● Task requirements
Report every line of the material that contains the string "Debug".

● Data to process
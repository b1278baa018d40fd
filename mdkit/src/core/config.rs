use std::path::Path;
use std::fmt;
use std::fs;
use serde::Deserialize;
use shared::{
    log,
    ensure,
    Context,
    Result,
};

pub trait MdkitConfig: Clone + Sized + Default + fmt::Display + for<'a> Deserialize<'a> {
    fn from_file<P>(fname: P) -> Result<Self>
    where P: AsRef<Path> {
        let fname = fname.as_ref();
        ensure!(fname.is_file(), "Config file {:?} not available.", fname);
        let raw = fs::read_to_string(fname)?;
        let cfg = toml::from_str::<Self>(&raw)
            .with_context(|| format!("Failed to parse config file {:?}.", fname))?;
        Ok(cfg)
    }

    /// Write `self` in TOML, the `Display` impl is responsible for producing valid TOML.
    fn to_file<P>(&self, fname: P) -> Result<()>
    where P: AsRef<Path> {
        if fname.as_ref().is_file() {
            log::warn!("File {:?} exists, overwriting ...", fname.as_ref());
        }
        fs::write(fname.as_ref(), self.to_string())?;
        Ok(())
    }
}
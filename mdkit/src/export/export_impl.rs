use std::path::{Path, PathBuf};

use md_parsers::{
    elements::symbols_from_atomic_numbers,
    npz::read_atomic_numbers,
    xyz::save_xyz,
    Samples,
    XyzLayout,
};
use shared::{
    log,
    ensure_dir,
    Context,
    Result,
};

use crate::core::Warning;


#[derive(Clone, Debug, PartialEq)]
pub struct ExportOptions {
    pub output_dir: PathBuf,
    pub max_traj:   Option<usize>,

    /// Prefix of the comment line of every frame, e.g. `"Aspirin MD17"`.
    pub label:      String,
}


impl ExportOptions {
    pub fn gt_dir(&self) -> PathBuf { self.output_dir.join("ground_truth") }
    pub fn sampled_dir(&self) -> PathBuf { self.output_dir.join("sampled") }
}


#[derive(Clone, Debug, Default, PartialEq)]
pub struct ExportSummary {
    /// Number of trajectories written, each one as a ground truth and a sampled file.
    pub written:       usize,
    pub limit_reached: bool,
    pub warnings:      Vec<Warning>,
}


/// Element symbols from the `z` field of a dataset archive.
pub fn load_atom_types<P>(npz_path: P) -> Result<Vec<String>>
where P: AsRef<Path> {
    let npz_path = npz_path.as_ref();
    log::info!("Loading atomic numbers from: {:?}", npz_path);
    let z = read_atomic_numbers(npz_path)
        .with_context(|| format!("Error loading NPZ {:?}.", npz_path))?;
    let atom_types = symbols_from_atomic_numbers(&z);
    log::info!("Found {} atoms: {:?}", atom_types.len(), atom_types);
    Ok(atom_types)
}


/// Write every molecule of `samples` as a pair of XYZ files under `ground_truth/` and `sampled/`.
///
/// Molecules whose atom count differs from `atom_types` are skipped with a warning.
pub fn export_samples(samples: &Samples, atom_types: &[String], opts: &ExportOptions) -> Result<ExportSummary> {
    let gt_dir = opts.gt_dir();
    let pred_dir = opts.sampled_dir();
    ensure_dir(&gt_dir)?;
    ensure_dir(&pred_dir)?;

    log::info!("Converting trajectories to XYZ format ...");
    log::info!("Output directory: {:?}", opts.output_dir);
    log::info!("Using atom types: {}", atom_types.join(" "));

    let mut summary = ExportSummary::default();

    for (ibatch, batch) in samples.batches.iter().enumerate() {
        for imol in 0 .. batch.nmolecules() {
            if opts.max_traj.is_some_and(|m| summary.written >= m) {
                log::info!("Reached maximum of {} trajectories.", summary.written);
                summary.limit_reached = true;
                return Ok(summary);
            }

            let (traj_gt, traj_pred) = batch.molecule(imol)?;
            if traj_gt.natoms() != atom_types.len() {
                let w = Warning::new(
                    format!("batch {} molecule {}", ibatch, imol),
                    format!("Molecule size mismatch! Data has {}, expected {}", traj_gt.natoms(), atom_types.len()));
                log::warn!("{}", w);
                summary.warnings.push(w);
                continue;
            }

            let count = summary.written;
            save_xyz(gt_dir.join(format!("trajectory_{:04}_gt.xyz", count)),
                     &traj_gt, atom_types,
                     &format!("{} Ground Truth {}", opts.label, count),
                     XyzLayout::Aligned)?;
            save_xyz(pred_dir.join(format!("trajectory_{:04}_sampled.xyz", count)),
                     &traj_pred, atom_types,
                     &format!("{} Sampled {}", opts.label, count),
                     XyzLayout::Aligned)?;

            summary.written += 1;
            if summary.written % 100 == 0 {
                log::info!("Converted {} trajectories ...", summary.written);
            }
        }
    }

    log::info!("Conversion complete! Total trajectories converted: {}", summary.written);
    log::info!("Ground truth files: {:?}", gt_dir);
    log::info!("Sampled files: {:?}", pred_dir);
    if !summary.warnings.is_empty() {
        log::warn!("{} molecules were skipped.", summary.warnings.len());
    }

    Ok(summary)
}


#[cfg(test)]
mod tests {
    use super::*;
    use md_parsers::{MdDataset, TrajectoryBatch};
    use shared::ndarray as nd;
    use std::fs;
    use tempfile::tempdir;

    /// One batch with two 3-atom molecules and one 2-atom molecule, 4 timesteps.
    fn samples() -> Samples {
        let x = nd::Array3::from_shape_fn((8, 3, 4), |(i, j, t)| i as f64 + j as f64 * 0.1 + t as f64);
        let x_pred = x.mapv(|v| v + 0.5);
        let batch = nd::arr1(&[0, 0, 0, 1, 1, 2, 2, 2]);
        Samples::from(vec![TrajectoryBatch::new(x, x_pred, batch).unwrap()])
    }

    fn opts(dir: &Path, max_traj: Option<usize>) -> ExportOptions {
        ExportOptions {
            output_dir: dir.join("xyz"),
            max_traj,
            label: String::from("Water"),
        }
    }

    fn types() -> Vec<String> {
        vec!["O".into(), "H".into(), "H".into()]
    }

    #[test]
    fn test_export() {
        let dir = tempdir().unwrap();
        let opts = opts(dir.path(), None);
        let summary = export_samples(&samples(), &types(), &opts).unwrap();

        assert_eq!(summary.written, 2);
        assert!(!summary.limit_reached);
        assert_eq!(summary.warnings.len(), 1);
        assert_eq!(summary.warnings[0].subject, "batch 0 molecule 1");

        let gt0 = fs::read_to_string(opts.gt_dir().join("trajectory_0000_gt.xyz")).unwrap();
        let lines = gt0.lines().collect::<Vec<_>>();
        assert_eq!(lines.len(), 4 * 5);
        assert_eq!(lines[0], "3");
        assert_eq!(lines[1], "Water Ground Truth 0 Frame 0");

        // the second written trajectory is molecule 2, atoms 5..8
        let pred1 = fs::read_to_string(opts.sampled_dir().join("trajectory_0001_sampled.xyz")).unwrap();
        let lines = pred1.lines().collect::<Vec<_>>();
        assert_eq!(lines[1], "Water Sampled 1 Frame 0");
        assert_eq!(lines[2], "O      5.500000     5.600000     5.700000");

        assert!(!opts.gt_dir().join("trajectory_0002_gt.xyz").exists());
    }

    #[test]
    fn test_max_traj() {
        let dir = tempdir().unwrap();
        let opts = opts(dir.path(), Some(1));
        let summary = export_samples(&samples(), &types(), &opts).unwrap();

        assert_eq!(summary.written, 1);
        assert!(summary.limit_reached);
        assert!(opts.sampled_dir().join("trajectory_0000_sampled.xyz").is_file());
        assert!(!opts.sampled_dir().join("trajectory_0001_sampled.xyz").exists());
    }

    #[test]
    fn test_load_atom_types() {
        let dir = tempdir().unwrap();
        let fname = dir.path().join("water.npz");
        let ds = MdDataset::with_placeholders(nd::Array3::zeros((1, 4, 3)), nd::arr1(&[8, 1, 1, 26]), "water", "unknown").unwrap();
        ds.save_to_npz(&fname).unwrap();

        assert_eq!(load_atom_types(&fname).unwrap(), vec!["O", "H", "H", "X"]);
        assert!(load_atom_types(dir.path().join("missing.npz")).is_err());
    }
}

● Finished exercise
#[derive(Clone, Debug, PartialEq)]
#[derive(Clone, Debug, Default, PartialEq)]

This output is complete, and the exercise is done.